◆ DATA SHOWN ◆
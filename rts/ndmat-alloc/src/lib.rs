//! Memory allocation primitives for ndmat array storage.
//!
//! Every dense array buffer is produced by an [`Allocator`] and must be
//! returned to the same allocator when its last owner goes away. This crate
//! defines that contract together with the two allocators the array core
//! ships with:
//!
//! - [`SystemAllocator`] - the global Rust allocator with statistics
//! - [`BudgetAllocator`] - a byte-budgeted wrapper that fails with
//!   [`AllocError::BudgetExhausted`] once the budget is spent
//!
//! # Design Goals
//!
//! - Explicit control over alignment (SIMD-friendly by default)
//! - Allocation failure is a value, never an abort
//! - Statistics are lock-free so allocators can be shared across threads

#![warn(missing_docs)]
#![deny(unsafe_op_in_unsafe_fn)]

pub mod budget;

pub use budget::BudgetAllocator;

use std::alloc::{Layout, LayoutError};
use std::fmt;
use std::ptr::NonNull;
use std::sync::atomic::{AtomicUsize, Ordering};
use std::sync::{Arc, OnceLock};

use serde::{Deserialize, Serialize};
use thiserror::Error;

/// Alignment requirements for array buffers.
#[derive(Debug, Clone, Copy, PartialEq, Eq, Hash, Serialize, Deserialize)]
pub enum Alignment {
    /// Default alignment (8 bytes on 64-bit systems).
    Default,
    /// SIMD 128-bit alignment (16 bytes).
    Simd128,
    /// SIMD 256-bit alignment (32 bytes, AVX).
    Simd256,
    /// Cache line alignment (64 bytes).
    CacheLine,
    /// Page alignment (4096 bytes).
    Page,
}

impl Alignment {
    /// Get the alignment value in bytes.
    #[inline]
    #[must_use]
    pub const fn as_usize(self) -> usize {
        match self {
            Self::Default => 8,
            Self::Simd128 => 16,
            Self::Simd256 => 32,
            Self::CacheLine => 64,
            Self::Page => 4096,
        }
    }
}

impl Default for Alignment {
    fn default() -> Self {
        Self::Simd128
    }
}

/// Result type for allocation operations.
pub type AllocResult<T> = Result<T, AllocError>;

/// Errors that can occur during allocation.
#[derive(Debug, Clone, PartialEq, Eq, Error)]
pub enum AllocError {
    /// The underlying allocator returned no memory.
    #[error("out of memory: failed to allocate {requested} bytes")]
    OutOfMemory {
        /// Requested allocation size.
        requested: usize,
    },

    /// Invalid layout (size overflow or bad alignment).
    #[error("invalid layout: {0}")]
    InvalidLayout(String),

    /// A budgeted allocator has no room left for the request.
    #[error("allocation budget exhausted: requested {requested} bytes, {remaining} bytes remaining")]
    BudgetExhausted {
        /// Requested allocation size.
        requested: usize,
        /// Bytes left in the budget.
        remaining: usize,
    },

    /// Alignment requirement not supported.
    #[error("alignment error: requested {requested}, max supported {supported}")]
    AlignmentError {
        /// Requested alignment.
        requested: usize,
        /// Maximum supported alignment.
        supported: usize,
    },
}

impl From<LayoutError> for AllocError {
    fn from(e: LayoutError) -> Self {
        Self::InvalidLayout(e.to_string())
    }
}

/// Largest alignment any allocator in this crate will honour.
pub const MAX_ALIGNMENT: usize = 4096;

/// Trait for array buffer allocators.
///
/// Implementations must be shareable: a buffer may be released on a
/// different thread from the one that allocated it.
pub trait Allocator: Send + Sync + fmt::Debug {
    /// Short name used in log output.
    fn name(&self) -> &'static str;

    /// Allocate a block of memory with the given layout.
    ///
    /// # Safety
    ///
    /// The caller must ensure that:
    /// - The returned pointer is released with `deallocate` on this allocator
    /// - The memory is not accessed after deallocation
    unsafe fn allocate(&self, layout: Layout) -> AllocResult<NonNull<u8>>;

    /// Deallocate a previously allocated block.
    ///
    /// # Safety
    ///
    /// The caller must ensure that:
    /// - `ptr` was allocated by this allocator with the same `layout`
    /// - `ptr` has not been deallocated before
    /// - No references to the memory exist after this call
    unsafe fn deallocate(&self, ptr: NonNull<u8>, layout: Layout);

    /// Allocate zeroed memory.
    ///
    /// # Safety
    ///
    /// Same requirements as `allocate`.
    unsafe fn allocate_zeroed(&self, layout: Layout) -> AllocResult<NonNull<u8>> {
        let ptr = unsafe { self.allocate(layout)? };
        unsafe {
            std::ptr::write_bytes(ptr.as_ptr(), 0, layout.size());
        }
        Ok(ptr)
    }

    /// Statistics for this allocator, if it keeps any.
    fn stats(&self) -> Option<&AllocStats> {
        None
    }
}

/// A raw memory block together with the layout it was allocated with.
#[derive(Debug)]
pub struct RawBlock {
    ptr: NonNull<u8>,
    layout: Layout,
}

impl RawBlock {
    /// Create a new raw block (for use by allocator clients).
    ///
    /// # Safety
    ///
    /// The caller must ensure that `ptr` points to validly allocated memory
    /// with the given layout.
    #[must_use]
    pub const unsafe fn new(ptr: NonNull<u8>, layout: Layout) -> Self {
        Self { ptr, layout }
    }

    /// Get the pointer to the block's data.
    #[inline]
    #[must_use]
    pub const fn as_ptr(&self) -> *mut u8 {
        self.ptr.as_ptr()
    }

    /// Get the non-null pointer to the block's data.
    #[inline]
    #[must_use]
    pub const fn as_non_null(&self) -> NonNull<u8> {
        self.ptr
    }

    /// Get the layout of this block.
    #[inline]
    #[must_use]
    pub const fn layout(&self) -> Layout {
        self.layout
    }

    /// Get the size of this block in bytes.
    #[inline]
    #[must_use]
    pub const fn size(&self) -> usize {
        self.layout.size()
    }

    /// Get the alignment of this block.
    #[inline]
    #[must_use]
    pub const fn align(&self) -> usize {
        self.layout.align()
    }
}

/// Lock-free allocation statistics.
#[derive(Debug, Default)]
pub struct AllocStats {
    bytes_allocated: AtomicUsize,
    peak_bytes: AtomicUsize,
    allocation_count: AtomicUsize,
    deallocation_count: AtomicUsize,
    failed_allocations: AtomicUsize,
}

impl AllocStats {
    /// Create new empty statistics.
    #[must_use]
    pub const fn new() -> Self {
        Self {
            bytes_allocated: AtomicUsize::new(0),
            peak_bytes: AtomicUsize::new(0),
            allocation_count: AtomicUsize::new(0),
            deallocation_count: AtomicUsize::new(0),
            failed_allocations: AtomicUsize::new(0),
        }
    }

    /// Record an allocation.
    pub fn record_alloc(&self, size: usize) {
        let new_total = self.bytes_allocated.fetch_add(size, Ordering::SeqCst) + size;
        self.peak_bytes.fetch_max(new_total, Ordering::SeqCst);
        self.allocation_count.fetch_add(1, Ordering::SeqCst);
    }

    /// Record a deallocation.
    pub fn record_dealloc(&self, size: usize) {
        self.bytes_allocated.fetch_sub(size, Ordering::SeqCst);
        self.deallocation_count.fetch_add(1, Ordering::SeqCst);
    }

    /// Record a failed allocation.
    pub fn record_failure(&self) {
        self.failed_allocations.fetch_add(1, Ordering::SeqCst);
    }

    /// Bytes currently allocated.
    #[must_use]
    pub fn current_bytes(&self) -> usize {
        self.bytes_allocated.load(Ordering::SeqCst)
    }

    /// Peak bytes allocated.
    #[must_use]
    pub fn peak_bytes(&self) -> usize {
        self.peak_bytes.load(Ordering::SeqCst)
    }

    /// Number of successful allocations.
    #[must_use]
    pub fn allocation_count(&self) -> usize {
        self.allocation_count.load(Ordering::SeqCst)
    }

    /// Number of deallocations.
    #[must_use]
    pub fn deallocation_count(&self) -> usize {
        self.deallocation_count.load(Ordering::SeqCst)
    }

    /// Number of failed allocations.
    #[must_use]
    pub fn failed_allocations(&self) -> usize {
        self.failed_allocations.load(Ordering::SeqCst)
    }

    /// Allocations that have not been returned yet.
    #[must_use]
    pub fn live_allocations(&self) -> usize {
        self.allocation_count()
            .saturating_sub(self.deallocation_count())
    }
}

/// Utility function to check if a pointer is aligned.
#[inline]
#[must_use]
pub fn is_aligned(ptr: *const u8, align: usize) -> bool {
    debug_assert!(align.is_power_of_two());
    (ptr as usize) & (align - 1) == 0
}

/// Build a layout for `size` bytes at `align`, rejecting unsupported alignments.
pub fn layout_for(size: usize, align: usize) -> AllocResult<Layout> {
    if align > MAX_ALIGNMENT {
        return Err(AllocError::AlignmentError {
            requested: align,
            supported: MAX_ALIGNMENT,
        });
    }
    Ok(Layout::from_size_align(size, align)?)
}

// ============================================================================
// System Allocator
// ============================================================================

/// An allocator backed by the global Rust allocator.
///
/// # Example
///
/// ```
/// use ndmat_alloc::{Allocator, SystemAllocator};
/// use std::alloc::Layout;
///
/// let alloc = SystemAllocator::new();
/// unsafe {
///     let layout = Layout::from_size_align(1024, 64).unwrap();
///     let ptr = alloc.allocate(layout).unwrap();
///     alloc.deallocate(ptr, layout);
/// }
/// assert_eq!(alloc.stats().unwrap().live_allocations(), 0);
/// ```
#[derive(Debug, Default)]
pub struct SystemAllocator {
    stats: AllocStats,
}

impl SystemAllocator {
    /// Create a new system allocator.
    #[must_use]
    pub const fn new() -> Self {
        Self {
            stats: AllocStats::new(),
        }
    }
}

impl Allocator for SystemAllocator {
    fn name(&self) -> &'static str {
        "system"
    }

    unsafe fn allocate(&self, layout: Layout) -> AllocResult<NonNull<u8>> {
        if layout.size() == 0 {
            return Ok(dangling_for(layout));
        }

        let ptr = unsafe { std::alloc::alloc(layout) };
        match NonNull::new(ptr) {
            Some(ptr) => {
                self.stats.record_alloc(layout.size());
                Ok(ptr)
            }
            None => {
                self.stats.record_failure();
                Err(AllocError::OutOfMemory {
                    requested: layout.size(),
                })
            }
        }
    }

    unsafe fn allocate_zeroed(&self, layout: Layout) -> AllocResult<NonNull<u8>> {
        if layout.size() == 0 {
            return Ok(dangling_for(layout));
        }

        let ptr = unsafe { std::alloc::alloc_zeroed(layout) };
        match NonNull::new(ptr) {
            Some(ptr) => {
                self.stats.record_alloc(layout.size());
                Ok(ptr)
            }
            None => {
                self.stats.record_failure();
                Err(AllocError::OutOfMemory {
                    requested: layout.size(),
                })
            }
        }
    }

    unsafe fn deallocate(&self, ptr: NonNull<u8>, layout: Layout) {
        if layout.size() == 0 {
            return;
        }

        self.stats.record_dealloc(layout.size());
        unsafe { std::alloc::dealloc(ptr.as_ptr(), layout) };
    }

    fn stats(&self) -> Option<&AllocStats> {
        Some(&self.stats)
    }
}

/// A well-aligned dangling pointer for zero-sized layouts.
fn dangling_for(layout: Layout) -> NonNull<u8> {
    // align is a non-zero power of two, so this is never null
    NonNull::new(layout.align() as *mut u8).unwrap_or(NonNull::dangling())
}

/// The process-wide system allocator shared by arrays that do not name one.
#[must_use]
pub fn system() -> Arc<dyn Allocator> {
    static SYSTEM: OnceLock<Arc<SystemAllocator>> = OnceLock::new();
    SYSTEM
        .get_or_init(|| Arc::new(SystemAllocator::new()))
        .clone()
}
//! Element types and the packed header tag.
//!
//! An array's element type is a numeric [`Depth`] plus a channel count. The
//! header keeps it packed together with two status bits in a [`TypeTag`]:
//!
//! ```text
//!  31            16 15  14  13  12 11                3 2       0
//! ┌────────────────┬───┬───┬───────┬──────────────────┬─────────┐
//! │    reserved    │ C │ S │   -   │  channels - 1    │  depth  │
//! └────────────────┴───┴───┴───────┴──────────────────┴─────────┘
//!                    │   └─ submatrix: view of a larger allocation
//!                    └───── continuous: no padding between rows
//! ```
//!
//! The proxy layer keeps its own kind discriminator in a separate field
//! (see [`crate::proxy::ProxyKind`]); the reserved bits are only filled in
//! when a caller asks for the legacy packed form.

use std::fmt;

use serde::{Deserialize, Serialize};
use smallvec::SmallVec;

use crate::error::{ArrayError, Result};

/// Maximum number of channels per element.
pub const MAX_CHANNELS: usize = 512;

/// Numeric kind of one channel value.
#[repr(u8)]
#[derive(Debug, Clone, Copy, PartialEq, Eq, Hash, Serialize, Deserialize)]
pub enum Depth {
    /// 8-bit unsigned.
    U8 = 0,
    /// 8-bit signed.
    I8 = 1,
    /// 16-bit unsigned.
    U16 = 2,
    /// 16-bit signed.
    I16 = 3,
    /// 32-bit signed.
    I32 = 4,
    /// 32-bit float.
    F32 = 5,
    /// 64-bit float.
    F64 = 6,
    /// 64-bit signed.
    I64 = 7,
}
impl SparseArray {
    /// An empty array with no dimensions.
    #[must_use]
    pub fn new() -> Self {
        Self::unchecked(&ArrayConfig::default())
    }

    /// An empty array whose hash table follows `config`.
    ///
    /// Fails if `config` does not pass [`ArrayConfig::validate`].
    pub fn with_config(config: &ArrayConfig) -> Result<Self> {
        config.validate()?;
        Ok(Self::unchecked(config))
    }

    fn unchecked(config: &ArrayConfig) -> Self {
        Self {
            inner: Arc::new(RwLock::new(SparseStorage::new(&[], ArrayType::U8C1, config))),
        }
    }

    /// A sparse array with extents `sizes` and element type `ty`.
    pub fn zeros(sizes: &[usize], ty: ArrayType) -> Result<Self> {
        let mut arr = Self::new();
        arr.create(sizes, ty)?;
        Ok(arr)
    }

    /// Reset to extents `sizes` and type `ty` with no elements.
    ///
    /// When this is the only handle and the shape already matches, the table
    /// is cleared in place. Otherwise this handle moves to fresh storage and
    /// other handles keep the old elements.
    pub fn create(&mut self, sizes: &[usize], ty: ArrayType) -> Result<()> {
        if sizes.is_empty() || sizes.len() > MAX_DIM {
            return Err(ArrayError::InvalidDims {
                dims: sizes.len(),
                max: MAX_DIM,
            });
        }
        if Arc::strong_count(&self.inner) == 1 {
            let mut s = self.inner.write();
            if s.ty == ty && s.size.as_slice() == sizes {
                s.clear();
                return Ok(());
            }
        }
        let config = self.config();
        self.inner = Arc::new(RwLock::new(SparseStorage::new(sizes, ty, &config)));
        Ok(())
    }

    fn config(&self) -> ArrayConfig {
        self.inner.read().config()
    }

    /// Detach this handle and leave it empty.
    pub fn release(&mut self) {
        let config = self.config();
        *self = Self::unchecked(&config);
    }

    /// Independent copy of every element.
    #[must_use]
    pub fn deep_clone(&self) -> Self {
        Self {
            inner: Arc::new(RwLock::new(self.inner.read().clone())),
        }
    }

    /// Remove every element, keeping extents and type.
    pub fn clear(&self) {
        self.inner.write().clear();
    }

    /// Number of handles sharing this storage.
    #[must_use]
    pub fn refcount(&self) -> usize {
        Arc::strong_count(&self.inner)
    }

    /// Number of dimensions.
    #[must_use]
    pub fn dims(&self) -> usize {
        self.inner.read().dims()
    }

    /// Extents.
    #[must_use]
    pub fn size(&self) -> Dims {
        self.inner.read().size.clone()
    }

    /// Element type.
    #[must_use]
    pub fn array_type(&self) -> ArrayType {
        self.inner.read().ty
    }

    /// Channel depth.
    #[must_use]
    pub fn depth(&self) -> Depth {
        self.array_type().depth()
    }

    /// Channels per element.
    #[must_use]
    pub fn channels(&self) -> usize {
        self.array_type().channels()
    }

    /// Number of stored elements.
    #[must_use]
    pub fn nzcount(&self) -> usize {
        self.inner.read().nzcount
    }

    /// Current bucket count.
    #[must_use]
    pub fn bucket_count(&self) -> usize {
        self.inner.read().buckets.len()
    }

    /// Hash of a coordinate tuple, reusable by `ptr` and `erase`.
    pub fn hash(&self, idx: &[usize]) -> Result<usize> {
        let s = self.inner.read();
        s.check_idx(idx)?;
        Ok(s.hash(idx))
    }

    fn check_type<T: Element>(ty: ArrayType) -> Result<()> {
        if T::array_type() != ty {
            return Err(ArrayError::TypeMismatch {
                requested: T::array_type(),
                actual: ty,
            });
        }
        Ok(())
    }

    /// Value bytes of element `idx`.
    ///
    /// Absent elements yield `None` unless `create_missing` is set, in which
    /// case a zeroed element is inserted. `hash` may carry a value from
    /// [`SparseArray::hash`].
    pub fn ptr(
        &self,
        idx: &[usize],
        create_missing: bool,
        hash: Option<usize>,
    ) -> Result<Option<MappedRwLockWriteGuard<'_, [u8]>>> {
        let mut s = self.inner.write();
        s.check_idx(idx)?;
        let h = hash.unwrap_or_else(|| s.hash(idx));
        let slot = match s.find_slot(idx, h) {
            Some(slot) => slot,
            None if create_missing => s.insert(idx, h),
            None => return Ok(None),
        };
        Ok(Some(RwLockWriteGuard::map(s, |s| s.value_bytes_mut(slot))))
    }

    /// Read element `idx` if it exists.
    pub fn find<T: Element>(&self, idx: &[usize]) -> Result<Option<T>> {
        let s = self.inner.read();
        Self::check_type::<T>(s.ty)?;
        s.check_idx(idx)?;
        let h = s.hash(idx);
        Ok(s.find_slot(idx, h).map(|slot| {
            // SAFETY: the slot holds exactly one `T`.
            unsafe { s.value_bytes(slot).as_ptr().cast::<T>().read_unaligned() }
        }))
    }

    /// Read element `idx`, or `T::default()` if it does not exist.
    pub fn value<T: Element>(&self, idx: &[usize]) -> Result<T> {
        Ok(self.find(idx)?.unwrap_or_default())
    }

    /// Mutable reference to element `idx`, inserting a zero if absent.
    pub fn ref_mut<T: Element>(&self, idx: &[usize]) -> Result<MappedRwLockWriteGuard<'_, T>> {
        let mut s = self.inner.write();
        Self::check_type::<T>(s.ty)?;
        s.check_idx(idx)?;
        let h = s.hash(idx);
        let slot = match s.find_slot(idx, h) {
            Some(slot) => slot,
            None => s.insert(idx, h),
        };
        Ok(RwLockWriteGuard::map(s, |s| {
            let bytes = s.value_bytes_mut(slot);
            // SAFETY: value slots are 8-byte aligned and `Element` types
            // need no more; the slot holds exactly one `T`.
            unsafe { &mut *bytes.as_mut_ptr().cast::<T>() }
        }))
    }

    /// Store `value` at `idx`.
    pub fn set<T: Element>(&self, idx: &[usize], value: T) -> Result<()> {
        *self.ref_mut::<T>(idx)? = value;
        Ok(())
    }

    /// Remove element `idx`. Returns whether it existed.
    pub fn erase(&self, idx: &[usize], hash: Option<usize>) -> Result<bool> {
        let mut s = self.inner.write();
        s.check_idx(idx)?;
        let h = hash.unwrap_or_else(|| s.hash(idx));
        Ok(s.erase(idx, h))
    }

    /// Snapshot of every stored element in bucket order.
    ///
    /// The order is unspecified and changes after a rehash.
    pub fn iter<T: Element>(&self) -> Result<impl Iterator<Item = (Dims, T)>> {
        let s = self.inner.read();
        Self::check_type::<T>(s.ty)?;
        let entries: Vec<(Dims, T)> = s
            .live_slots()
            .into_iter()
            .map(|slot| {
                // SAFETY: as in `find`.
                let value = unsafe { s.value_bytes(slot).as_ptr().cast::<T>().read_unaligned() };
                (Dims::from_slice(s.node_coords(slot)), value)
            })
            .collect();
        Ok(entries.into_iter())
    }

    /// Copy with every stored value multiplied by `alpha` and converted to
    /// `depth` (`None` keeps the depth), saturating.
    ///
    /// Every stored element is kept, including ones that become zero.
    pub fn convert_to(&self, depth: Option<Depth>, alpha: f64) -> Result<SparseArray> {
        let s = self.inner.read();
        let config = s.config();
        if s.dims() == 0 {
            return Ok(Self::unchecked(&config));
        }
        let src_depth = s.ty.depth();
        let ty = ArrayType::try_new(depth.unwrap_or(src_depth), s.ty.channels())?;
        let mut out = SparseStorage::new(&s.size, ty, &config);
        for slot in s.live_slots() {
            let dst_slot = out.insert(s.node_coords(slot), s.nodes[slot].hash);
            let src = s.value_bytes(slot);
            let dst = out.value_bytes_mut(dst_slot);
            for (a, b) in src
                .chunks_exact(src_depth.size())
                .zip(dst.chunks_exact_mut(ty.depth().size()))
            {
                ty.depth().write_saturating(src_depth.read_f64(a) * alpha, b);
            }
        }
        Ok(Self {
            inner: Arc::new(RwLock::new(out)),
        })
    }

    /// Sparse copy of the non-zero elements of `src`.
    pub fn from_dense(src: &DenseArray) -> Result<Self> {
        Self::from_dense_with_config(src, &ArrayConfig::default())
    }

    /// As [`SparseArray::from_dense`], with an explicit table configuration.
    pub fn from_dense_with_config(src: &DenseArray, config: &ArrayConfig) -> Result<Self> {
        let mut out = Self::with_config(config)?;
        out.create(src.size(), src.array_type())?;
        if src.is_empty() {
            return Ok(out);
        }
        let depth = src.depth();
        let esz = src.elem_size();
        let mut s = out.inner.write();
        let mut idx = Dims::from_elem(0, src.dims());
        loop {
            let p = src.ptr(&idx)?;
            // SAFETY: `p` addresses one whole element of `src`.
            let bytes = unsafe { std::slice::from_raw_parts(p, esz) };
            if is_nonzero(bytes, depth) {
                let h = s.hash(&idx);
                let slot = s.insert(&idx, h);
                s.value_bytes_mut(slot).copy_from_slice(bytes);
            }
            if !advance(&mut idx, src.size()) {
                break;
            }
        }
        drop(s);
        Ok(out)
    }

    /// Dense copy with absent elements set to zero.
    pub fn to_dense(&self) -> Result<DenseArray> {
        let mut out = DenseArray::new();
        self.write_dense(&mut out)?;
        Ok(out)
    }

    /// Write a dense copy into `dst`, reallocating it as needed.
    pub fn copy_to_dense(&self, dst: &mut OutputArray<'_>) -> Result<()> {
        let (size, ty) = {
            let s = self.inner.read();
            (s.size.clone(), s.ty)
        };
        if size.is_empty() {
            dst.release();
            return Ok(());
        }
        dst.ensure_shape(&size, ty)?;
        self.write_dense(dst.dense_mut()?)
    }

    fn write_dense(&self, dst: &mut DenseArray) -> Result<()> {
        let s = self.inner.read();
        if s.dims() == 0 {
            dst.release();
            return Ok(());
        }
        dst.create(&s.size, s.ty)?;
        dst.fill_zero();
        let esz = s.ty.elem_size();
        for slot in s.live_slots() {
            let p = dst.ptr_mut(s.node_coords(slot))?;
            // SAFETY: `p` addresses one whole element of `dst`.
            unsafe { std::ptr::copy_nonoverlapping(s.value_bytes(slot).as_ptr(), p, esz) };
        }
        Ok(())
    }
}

◆ EXERCISE INSTRUCTIONS ◆
Find and copy every line in the entries above where the string "BudgetAllocator" occurs.

◆ RESULT FOR THIS EXERCISE ◆
//! - [`BudgetAllocator`] - a byte-budgeted wrapper that fails with
pub use budget::BudgetAllocator;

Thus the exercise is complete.